Exercise inputs:
-------------------------
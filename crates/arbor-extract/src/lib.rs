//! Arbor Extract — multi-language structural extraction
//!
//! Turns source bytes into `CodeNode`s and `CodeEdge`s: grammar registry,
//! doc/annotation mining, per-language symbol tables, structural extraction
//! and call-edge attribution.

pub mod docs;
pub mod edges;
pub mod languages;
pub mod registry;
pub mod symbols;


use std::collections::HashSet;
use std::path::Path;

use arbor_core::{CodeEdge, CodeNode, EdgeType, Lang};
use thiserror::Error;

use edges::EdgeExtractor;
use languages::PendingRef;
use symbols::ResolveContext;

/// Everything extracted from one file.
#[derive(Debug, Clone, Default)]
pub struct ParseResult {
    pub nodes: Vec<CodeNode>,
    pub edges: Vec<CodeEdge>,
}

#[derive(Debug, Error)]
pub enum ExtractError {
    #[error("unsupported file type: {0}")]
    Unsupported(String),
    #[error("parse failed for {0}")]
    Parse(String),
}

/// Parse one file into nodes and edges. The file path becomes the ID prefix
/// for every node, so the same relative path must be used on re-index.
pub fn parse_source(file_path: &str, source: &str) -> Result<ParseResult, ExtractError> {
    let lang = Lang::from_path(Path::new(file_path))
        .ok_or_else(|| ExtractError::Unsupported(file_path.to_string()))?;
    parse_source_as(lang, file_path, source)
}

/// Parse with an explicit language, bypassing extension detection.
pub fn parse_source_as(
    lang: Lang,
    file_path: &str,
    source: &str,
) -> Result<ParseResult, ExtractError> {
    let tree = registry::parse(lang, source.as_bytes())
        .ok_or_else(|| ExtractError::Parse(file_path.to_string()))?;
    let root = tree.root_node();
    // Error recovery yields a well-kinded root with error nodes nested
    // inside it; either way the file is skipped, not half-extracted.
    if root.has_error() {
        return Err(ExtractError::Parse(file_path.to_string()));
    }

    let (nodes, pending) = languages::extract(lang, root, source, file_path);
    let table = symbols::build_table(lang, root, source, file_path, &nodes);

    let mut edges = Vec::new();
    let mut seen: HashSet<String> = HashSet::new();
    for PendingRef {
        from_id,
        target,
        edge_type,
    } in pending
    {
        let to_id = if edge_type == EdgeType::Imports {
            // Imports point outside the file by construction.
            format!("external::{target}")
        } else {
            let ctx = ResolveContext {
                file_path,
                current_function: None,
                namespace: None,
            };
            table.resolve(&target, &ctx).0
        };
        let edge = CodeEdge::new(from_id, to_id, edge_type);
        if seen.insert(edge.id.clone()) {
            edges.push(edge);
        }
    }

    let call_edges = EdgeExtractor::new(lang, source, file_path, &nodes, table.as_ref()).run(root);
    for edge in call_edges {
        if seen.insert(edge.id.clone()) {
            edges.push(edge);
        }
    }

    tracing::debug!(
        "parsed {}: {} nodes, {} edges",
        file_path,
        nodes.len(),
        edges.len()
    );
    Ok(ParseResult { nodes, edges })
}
-------------------------
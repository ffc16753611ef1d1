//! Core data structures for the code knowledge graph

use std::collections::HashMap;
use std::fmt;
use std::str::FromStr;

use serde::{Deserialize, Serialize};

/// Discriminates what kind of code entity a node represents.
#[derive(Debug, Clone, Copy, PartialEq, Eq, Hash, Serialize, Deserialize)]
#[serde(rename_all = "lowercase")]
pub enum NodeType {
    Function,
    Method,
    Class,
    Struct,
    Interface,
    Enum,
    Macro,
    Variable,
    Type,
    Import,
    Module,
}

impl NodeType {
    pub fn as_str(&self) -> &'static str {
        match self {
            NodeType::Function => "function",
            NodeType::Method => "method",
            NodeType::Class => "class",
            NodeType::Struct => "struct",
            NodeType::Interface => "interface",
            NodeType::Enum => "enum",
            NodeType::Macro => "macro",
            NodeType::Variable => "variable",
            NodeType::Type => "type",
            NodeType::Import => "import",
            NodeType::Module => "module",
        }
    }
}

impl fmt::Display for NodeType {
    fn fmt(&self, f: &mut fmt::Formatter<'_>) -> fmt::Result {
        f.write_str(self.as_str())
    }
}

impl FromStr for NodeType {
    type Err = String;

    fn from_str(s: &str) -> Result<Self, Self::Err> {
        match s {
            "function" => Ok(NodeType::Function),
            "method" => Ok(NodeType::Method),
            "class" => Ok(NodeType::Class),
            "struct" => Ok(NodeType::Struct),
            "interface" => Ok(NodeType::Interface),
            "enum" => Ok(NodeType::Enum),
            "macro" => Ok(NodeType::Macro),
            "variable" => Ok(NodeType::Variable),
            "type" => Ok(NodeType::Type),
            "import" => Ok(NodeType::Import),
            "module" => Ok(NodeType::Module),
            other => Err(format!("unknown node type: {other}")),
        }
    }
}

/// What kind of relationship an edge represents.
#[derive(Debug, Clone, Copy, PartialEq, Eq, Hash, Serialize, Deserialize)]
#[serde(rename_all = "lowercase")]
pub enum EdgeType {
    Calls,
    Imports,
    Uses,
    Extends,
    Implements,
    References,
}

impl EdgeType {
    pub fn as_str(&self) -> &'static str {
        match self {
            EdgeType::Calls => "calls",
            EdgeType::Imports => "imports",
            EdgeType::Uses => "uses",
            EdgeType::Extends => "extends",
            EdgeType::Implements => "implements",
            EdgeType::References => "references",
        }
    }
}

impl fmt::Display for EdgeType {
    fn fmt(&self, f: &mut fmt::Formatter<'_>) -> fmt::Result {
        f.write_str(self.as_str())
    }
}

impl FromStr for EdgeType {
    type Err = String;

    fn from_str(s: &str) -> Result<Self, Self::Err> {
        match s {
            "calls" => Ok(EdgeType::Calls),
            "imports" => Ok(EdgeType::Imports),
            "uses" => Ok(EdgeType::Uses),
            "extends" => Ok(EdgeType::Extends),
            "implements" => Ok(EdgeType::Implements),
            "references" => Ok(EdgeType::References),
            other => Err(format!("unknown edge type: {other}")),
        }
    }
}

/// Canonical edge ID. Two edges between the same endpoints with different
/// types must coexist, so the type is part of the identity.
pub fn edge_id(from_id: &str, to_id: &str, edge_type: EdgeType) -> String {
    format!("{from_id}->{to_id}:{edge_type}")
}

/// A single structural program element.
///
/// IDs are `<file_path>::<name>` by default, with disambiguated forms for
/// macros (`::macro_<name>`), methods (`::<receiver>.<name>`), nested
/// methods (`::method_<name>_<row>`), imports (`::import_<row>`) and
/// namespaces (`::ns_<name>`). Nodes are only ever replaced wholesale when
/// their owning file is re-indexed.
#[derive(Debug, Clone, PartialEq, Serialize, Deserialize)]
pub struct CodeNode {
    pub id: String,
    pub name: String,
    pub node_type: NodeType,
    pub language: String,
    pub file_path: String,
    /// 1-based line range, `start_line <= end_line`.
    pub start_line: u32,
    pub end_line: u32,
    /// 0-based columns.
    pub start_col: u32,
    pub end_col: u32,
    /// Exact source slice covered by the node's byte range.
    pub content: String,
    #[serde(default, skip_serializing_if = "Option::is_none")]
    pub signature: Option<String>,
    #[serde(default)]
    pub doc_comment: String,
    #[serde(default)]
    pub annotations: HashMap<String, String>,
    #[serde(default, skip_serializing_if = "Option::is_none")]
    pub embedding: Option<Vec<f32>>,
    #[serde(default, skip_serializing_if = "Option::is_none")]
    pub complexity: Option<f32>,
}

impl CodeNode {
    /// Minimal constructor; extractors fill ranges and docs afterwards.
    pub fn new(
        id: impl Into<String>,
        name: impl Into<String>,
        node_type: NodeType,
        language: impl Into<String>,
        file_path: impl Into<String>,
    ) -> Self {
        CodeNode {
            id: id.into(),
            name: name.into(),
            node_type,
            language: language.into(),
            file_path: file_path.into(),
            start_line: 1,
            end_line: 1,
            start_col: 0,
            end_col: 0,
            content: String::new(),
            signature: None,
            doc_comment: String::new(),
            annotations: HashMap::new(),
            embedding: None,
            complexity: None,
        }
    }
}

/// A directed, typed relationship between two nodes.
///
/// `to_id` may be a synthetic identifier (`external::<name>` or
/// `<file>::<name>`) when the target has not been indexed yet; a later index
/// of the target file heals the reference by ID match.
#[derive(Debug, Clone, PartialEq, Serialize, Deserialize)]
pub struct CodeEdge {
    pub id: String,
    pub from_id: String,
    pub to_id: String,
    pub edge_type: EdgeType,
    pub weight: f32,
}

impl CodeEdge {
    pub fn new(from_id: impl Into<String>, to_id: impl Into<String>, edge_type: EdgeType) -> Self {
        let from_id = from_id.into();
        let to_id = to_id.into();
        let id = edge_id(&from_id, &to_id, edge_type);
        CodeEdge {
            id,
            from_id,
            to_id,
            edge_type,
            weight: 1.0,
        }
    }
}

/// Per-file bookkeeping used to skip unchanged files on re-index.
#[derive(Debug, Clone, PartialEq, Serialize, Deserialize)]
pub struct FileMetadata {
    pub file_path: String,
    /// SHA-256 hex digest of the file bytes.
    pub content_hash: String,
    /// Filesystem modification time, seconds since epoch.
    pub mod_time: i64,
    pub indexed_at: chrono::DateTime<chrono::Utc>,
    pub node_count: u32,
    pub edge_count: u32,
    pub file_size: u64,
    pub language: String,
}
-------------------------
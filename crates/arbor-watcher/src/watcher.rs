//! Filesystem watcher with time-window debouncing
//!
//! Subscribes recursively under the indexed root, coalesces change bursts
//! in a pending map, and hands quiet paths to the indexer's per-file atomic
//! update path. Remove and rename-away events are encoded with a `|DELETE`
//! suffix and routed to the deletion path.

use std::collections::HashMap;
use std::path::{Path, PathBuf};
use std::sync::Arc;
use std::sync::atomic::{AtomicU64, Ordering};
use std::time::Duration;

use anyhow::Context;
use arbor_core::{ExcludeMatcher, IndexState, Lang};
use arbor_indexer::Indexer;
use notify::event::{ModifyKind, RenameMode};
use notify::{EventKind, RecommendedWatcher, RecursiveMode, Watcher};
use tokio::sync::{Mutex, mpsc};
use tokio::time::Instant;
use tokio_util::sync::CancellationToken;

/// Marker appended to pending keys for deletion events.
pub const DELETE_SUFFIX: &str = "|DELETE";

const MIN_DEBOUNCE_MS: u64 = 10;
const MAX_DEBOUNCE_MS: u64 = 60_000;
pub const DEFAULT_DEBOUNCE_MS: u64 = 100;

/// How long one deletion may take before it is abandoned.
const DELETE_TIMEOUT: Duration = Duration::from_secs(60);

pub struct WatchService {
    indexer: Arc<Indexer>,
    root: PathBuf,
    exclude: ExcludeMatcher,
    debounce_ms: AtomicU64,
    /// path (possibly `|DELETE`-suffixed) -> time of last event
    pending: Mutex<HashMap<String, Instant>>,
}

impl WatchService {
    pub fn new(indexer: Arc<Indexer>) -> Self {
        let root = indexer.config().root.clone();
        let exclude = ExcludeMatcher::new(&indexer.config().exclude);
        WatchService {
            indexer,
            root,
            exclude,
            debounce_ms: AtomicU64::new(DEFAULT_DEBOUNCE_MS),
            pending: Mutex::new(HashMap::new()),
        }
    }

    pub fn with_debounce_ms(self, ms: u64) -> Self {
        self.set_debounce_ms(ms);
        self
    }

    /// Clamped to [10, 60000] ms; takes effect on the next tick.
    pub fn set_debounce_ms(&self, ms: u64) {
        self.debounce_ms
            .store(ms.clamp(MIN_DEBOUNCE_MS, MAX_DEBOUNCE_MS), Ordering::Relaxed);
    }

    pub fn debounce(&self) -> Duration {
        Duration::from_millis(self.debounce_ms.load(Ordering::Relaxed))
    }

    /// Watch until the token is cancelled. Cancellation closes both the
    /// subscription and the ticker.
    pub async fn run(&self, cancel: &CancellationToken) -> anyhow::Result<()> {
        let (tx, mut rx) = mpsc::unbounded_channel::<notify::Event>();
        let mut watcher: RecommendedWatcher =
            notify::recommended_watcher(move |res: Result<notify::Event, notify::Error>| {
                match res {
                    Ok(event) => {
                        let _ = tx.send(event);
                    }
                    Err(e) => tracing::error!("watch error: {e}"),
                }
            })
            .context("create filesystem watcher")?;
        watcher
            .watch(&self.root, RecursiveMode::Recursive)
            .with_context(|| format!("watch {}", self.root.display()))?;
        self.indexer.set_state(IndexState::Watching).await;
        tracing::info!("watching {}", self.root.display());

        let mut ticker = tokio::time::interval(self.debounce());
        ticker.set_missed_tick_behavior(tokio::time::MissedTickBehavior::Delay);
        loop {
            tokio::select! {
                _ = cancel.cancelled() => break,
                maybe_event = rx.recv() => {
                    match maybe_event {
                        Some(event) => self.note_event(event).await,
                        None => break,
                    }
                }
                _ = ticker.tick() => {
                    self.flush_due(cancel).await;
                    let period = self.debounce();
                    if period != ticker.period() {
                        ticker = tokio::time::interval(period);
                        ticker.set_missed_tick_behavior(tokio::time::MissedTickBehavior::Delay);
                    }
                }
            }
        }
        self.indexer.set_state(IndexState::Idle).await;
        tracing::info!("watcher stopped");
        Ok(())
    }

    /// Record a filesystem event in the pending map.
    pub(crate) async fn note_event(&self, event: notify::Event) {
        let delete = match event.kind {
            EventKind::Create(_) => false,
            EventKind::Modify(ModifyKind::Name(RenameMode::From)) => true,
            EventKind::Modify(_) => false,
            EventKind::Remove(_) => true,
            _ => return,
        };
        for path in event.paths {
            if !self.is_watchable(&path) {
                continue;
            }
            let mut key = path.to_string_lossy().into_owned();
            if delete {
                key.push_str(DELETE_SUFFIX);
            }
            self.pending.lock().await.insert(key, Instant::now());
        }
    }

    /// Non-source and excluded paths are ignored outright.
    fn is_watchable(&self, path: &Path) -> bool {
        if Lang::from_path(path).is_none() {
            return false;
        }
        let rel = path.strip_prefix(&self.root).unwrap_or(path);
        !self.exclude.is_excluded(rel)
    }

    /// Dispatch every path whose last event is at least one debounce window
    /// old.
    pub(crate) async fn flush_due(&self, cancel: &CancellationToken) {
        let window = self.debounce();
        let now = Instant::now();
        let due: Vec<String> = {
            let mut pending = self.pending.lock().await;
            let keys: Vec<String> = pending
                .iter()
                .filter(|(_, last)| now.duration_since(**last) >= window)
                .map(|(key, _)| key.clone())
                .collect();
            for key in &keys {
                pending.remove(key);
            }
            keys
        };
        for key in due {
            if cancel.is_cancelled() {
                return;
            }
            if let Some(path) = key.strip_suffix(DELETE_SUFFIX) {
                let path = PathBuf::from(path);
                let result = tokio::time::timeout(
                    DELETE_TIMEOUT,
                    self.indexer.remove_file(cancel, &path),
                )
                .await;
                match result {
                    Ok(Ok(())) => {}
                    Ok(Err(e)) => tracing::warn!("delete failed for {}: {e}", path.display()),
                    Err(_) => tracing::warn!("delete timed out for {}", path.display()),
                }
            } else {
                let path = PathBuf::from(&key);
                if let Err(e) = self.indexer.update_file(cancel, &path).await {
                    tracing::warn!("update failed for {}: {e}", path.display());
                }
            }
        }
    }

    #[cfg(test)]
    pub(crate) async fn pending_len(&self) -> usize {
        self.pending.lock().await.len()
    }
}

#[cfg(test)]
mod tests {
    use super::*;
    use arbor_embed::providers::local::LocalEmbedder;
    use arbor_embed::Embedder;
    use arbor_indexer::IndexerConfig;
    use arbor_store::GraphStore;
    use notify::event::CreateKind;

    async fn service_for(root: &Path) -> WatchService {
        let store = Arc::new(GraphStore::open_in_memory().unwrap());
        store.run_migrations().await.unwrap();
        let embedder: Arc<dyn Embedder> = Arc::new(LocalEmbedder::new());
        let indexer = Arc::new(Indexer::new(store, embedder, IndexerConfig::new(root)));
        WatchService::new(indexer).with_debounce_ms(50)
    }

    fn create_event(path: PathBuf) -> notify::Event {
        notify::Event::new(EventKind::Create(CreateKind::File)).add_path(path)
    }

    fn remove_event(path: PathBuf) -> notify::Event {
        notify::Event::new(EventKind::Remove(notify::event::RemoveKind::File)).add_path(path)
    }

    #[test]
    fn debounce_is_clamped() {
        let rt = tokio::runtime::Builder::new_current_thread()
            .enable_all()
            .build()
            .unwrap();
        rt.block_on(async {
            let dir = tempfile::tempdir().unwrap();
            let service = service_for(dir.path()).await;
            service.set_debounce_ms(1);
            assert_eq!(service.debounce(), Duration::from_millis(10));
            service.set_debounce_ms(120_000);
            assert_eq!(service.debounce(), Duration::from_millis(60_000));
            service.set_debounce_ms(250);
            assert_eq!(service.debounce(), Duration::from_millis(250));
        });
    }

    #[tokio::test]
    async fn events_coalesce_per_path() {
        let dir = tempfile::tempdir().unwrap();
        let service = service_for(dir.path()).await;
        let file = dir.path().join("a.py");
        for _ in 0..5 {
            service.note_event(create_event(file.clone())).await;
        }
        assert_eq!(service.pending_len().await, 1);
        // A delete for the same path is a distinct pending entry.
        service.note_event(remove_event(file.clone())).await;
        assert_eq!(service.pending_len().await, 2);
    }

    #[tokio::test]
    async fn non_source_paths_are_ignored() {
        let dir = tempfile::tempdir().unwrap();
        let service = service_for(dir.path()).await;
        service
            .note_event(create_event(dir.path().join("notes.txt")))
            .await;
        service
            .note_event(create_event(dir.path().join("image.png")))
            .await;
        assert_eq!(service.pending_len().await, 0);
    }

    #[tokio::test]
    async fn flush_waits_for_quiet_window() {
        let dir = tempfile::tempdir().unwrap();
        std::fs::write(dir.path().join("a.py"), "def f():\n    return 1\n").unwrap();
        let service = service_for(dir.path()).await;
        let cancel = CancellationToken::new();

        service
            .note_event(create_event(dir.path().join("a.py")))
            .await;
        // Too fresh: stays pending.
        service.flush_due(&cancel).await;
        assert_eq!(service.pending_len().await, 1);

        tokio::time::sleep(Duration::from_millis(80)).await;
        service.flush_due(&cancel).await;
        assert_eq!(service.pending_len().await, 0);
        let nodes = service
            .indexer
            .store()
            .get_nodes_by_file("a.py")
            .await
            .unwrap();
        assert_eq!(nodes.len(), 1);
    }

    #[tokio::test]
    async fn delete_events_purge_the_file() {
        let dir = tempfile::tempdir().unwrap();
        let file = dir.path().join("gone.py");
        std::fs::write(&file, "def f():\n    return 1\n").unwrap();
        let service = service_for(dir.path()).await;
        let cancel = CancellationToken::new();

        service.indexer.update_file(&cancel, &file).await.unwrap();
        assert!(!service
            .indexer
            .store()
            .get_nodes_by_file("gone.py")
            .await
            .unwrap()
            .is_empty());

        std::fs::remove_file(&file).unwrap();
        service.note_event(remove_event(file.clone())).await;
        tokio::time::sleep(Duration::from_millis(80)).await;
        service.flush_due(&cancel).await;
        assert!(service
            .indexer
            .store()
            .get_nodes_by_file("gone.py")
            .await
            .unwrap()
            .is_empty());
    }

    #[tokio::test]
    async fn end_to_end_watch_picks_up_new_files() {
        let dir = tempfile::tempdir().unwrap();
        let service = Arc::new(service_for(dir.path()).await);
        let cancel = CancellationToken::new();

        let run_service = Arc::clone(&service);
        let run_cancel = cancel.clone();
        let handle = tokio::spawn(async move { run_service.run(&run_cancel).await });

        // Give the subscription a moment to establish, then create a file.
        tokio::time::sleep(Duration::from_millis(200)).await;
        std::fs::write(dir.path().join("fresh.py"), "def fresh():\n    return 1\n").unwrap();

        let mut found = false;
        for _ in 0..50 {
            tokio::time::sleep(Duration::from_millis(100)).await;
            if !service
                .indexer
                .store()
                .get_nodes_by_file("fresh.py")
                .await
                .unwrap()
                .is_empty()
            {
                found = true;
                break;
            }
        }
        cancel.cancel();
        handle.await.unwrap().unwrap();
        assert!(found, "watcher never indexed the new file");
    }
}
-------------------------
What is needed:
The required output is the stretch of entries above from the line containing "filename crates/arbor-extract/src/lib.rs" through the line containing "pub enum ExtractError", reproduced exactly.

Answer below:
filename crates/arbor-extract/src/lib.rs
//! Arbor Extract — multi-language structural extraction
//!
//! Turns source bytes into `CodeNode`s and `CodeEdge`s: grammar registry,
//! doc/annotation mining, per-language symbol tables, structural extraction
//! and call-edge attribution.

pub mod docs;
pub mod edges;
pub mod languages;
pub mod registry;
pub mod symbols;


use std::collections::HashSet;
use std::path::Path;

use arbor_core::{CodeEdge, CodeNode, EdgeType, Lang};
use thiserror::Error;

use edges::EdgeExtractor;
use languages::PendingRef;
use symbols::ResolveContext;

/// Everything extracted from one file.
#[derive(Debug, Clone, Default)]
pub struct ParseResult {
    pub nodes: Vec<CodeNode>,
    pub edges: Vec<CodeEdge>,
}

#[derive(Debug, Error)]
pub enum ExtractError {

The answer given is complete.